For more than 200 years, few people have heard about the works of former enslaved African American woman Dinah Whipple.
The New Hampshire native created the first school for black children in NH.
Whipple was nominated this February to receive a monument as part of Mic's Black Monuments Project, which honors 54 black heroes, one for each U.S. state and territory, who deserve monuments to be erected in their honor for their contributions to American society and culture.
"The fact that this woman has been here in the history just waiting for her time to come I guess and her day is here," said Valerie Cunningham, founder of the Portsmouth Heritage Trail and a black history researcher.
"Dinah had her school from around 1806 until she moved from the house into another house that was provided for in the 1830s," Cunningham said.

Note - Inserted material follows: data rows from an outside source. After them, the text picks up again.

// Copyright (C) 2025 SyncMyOrders Sp. z o.o.
// SPDX-License-Identifier: AGPL-3.0-or-later
//! Advisory file lock, one `instance.lock` per instance.

use async_trait::async_trait;
use nix::fcntl::{Flock, FlockArg};
use std::fs::{File, OpenOptions};
use std::path::{Path, PathBuf};
use tracing::debug;

use super::{InstanceLock, LockError, LockGuard, LockHandle};
use crate::store::{LOCK_FILE, validate_instance_id};

/// Local lock backed by `flock(2)` on `{instances_dir}/{id}/instance.lock`.
///
/// The kernel releases the lock when the holding process exits, so a
/// crashed holder never blocks later operations.
#[derive(Debug, Clone)]
pub struct FileLock {
    instances_dir: PathBuf,
}

impl FileLock {
    /// Lock files live under `instances_dir`.
    pub fn new(instances_dir: impl Into<PathBuf>) -> Self {
        Self {
            instances_dir: instances_dir.into(),
        }
    }

    /// Lock file path of an instance.
    pub fn lock_path(&self, instance_id: &str) -> PathBuf {
        self.instances_dir.join(instance_id).join(LOCK_FILE)
    }
}

#[async_trait]
impl InstanceLock for FileLock {
    fn backend_type(&self) -> &'static str {
        "file"
    }

    async fn acquire(&self, instance_id: &str) -> Result<LockHandle, LockError> {
        validate_instance_id(instance_id)
            .map_err(|_| LockError::InvalidName(instance_id.to_string()))?;
        let path = self.lock_path(instance_id);

        let lock = tokio::task::spawn_blocking(move || lock_exclusive(&path))
            .await
            .map_err(|e| LockError::Io(std::io::Error::other(e)))??;

        debug!(
            instance_id = %instance_id,
            path = %self.lock_path(instance_id).display(),
            "Acquired instance lock"
        );
        Ok(LockHandle::new(
            instance_id,
            Box::new(FileGuard { lock: Some(lock) }),
        ))
    }
}

fn lock_exclusive(path: &Path) -> Result<Flock<File>, LockError> {
    if let Some(dir) = path.parent() {
        std::fs::create_dir_all(dir)?;
    }
    let file = OpenOptions::new()
        .create(true)
        .truncate(false)
        .write(true)
        .open(path)?;
    Flock::lock(file, FlockArg::LockExclusive)
        .map_err(|(_file, errno)| LockError::Io(std::io::Error::from(errno)))
}

/// Dropping the inner `Flock` unlocks the file.
struct FileGuard {
    lock: Option<Flock<File>>,
}

#[async_trait]
impl LockGuard for FileGuard {
    async fn release(self: Box<Self>) -> Result<(), LockError> {
        let mut guard = self;
        if let Some(lock) = guard.lock.take() {
            lock.unlock()
                .map_err(|(_lock, errno)| LockError::Io(std::io::Error::from(errno)))?;
        }
        Ok(())
    }
}
// Copyright (C) 2025 SyncMyOrders Sp. z o.o.
// SPDX-License-Identifier: AGPL-3.0-or-later
//! Helmbroker Control CLI
//!
//! Operator tool for inspecting broker state on a host.
//!
//! Usage:
//!   helmbroker-ctl <command> [args]
//!
//! Commands:
//!   catalog                                    Print the addon catalog
//!   instance <instance_id>                     Print an instance record
//!   binding <instance_id>                      Print an instance binding
//!   verify <service_id> <plan_id> <params>     Check parameters against a plan
//!   args <instance_id> <params>                Print helm arguments for an upgrade
//!   list-instances                             List instance ids

use anyhow::Context;
use helmbroker::parameters::ParameterSet;
use helmbroker::{Broker, Config};
use std::process::ExitCode;
use tracing::warn;

const EXIT_USAGE: u8 = 2;

fn print_usage() {
    eprintln!(
        r#"Usage: helmbroker-ctl <command> [args]

Inspect helmbroker instance state.

COMMANDS:
    catalog                                 Print the addon catalog
    instance <instance_id>                  Print an instance record
    binding <instance_id>                   Print an instance binding
    verify <service_id> <plan_id> <params>  Check parameters against a plan
    args <instance_id> <params>             Print helm arguments for an upgrade
    list-instances                          List instance ids

<params> is a JSON object, e.g. '{{"replicas": 3}}'.

ENVIRONMENT:
    HELMBROKER_ROOT                 Base directory (default: /etc/helmbroker)
    HELMBROKER_INSTANCES_DIR        Instance storage root
    HELMBROKER_ADDONS_DIR           Addon catalog root
    HELMBROKER_LOCK_BACKEND         file or redis (default: file)
    RUST_LOG                        Log filter (default: helmbroker=info)

EXIT CODES:
    0   success
    1   error, or parameters rejected
    2   usage error
"#
    );
}

#[derive(Debug, PartialEq)]
enum Command {
    Catalog,
    Instance {
        instance_id: String,
    },
    Binding {
        instance_id: String,
    },
    Verify {
        service_id: String,
        plan_id: String,
        params: String,
    },
    Args {
        instance_id: String,
        params: String,
    },
    ListInstances,
    Help,
}

fn parse_args_from_vec(args: &[String]) -> Result<Command, String> {
    if args.len() < 2 {
        return Err("No command specified".to_string());
    }

    let arg = |i: usize, what: &str| -> Result<String, String> {
        args.get(i).cloned().ok_or_else(|| format!("{} required", what))
    };

    let command = match args[1].as_str() {
        "help" | "--help" | "-h" => Command::Help,
        "catalog" => Command::Catalog,
        "list-instances" => Command::ListInstances,
        "instance" => Command::Instance {
            instance_id: arg(2, "Instance ID")?,
        },
        "binding" => Command::Binding {
            instance_id: arg(2, "Instance ID")?,
        },
        "verify" => Command::Verify {
            service_id: arg(2, "Service ID")?,
            plan_id: arg(3, "Plan ID")?,
            params: arg(4, "Parameters JSON")?,
        },
        "args" => Command::Args {
            instance_id: arg(2, "Instance ID")?,
            params: arg(3, "Parameters JSON")?,
        },
        cmd => return Err(format!("Unknown command: {}", cmd)),
    };
    Ok(command)
}

fn parse_params(raw: &str) -> anyhow::Result<ParameterSet> {
    serde_json::from_str(raw).context("parameters must be a JSON object")
}

fn print_json<T: serde::Serialize>(value: &T) -> anyhow::Result<()> {
    println!("{}", helmbroker::store::to_canonical_json(value)?);
    Ok(())
}

/// Returns whether the command succeeded from the operator's point of view.
async fn execute_command(broker: &Broker, cmd: Command) -> anyhow::Result<bool> {
    match cmd {
        Command::Catalog => {
            let catalog = broker.catalog().await?;
            let mut entries = serde_json::Map::new();
            for (key, entry) in catalog.iter() {
                entries.insert(key.to_string(), serde_json::to_value(entry)?);
            }
            print_json(&entries)?;
        }
        Command::Instance { instance_id } => {
            print_json(&broker.fetch_instance(&instance_id).await?)?;
        }
        Command::Binding { instance_id } => {
            print_json(&broker.store().load_binding(&instance_id).await?)?;
        }
        Command::Verify {
            service_id,
            plan_id,
            params,
        } => {
            let params = parse_params(&params)?;
            let report = broker
                .verify_parameters(&service_id, &plan_id, &params)
                .await?;
            print_json(&report)?;
            if !report.is_valid() {
                eprintln!("{}", report);
                return Ok(false);
            }
        }
        Command::Args {
            instance_id,
            params,
        } => {
            let params = parse_params(&params)?;
            for token in broker.preview_args(&instance_id, &params).await? {
                println!("{}", token);
            }
        }
        Command::ListInstances => {
            for id in broker.store().list_instances().await? {
                println!("{}", id);
            }
        }
        Command::Help => print_usage(),
    }
    Ok(true)
}

#[tokio::main]
async fn main() -> ExitCode {
    tracing_subscriber::fmt()
        .with_env_filter(
            tracing_subscriber::EnvFilter::try_from_default_env()
                .unwrap_or_else(|_| "helmbroker=info".into()),
        )
        .with_writer(std::io::stderr)
        .init();

    if let Err(e) = dotenvy::dotenv() {
        warn!("No .env file loaded: {}", e);
    }

    let args: Vec<String> = std::env::args().collect();
    let cmd = match parse_args_from_vec(&args) {
        Ok(cmd) => cmd,
        Err(e) => {
            eprintln!("Error: {}", e);
            eprintln!();
            print_usage();
            return ExitCode::from(EXIT_USAGE);
        }
    };
    if cmd == Command::Help {
        print_usage();
        return ExitCode::SUCCESS;
    }

    let config = match Config::from_env() {
        Ok(config) => config,
        Err(e) => {
            eprintln!("Configuration error: {}", e);
            return ExitCode::FAILURE;
        }
    };

    let broker = match Broker::builder(config).build().await {
        Ok(broker) => broker,
        Err(e) => {
            eprintln!("Failed to initialize broker: {}", e);
            return ExitCode::FAILURE;
        }
    };

    match execute_command(&broker, cmd).await {
        Ok(true) => ExitCode::SUCCESS,
        Ok(false) => ExitCode::FAILURE,
        Err(e) => {
            eprintln!("Error: {:#}", e);
            ExitCode::FAILURE
        }
    }
}
// Copyright (C) 2025 SyncMyOrders Sp. z o.o.
// SPDX-License-Identifier: AGPL-3.0-or-later
//! External CLI collaborators.
//!
//! The broker drives helm and kubectl as black boxes through the
//! [`CommandRunner`] trait. Arguments are always discrete tokens.

pub mod helm;
pub mod kubectl;
pub mod mock;
mod process;
mod traits;

pub use helm::Helm;
pub use kubectl::{Kubectl, ObjectKeyRef, ValueFrom};
pub use mock::{Invocation, MockCommandRunner};
pub use process::ProcessRunner;
pub use traits::*;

Cunningham also said records show the ladies of the "Charitable African Society" helped Whipple start her school.
The Portsmouth anthanaeum keeps artifacts and records of history in the city. They have managed to collect and preserve a document with Whipple's original signature, a ledger showing that she and her husband Prince checked out books.

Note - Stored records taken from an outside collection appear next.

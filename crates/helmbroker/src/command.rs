// Copyright (C) 2025 SyncMyOrders Sp. z o.o.
// SPDX-License-Identifier: AGPL-3.0-or-later
//! Translation of verified parameters into helm arguments.
//!
//! Output is an ordered list of discrete tokens:
//!
//! 1. the caller's base arguments, unchanged;
//! 2. `-f <instance>/raw-values-<timestamp>.yaml` when raw values are set;
//! 3. one flag per remaining leaf value, sorted by dot-path key.
//!
//! | Leaf value | Flag |
//! |------------|------|
//! | number, bool, null | `--set key=value` |
//! | string | `--set-string key=value` (`\` and `,` escaped) |
//! | array | `--set-json key=<json>` |
//!
//! Nested mappings are flattened to dot-path keys first. A key containing
//! `--set` syntax (`=`, `,`, `[`, `]`, `\`) is refused outright.

use serde_json::Value;
use std::io::ErrorKind;
use std::path::PathBuf;
use tokio::io::AsyncWriteExt;
use tracing::{debug, info};

use crate::error::{Error, Result};
use crate::parameters::{ParameterSet, RAW_VALUES_KEY, decode_raw_values, is_settable_key};
use crate::store::{RAW_VALUES_PREFIX, validate_instance_id};

/// Builds helm arguments for one instance.
#[derive(Debug, Clone)]
pub struct CommandArgBuilder {
    instances_dir: PathBuf,
}

impl CommandArgBuilder {
    /// Raw-values files are written below `instances_dir/<instance_id>`.
    pub fn new(instances_dir: impl Into<PathBuf>) -> Self {
        Self {
            instances_dir: instances_dir.into(),
        }
    }

    /// Append value arguments for `params` to `base_args`.
    ///
    /// Writes exactly one new file when `params` carries non-empty raw
    /// values and nothing otherwise.
    pub async fn build(
        &self,
        instance_id: &str,
        params: &ParameterSet,
        base_args: Vec<String>,
    ) -> Result<Vec<String>> {
        validate_instance_id(instance_id)?;
        let mut args = base_args;

        let mut leaves = Vec::new();
        for (key, value) in params {
            if key != RAW_VALUES_KEY {
                collect_leaves(key.clone(), value, &mut leaves);
            }
        }
        if let Some((key, _)) = leaves.iter().find(|(key, _)| !is_settable_key(key)) {
            return Err(Error::InvalidRequest(format!(
                "parameter key {:?} cannot be passed to helm",
                key
            )));
        }
        leaves.sort_by(|a, b| a.0.cmp(&b.0));

        if let Some(raw) = params.get(RAW_VALUES_KEY)
            && let Some(text) = decode_raw_values(raw)?
        {
            let path = self.dump_raw_values(instance_id, &text).await?;
            args.push("-f".to_string());
            args.push(path.to_string_lossy().into_owned());
        }

        for (key, value) in leaves {
            args.extend(set_flag(&key, value));
        }
        Ok(args)
    }

    /// Write decoded raw values to a new, uniquely named file of the instance.
    pub async fn dump_raw_values(&self, instance_id: &str, text: &str) -> Result<PathBuf> {
        validate_instance_id(instance_id)?;
        let dir = self.instances_dir.join(instance_id);
        tokio::fs::create_dir_all(&dir).await?;

        let mut stamp = chrono::Utc::now().timestamp_micros();
        loop {
            let path = dir.join(format!("{}{}.yaml", RAW_VALUES_PREFIX, stamp));
            match tokio::fs::OpenOptions::new()
                .write(true)
                .create_new(true)
                .open(&path)
                .await
            {
                Ok(mut file) => {
                    file.write_all(text.as_bytes()).await?;
                    file.sync_all().await?;
                    info!(instance_id = %instance_id, path = %path.display(), "Dumped raw values");
                    return Ok(path);
                }
                Err(e) if e.kind() == ErrorKind::AlreadyExists => stamp += 1,
                Err(e) => return Err(e.into()),
            }
        }
    }

    /// Remove the instance's raw-values files not named in `keep`.
    ///
    /// Called once helm is done with an argument list, passing that list.
    pub async fn prune_raw_values(&self, instance_id: &str, keep: &[String]) -> Result<usize> {
        validate_instance_id(instance_id)?;
        let dir = self.instances_dir.join(instance_id);
        let mut entries = match tokio::fs::read_dir(&dir).await {
            Ok(entries) => entries,
            Err(e) if e.kind() == ErrorKind::NotFound => return Ok(0),
            Err(e) => return Err(e.into()),
        };

        let mut removed = 0;
        while let Some(entry) = entries.next_entry().await? {
            let name = entry.file_name();
            let name = name.to_string_lossy();
            if !name.starts_with(RAW_VALUES_PREFIX) || !name.ends_with(".yaml") {
                continue;
            }
            let path = entry.path();
            if keep.iter().any(|arg| *arg == path.to_string_lossy()) {
                continue;
            }
            match tokio::fs::remove_file(&path).await {
                Ok(()) => removed += 1,
                Err(e) if e.kind() == ErrorKind::NotFound => {}
                Err(e) => return Err(e.into()),
            }
        }
        if removed > 0 {
            debug!(instance_id = %instance_id, removed, "Pruned raw values");
        }
        Ok(removed)
    }
}

fn collect_leaves<'a>(path: String, value: &'a Value, leaves: &mut Vec<(String, &'a Value)>) {
    match value {
        Value::Object(map) if !map.is_empty() => {
            for (key, nested) in map {
                collect_leaves(format!("{}.{}", path, key), nested, leaves);
            }
        }
        Value::Object(_) => {}
        _ => leaves.push((path, value)),
    }
}

fn set_flag(key: &str, value: &Value) -> [String; 2] {
    match value {
        Value::String(s) => [
            "--set-string".to_string(),
            format!("{}={}", key, escape_set_value(s)),
        ],
        Value::Array(_) => ["--set-json".to_string(), format!("{}={}", key, value)],
        Value::Null => ["--set".to_string(), format!("{}=null", key)],
        other => ["--set".to_string(), format!("{}={}", key, other)],
    }
}

fn escape_set_value(value: &str) -> String {
    let mut escaped = String::with_capacity(value.len());
    for c in value.chars() {
        if matches!(c, '\\' | ',') {
            escaped.push('\\');
        }
        escaped.push(c);
    }
    escaped
}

"If you grew up as Dinah did in the House of a literate .... then you're going to learn to read," Cunningham said.
The Portsmouth anthanaeum also has a note showing that North Church paid five dollars for Whipple's coffin.
Cunningham showed NBC10 Boston where Whipple is believed to be buried, an empty plot next to her husband Prince.
"Many people who are familiar with this local history know about Prince Whipple, few know about Dinah, because she was a woman, she was black, why talk about her?"
Now, people are taking about Whipple, and they want her to be remembered.
Cunningham and the Executive Director of the Black Heritage Trail of Portsmouth want to put a headstone on Whipple's burial plot in the future.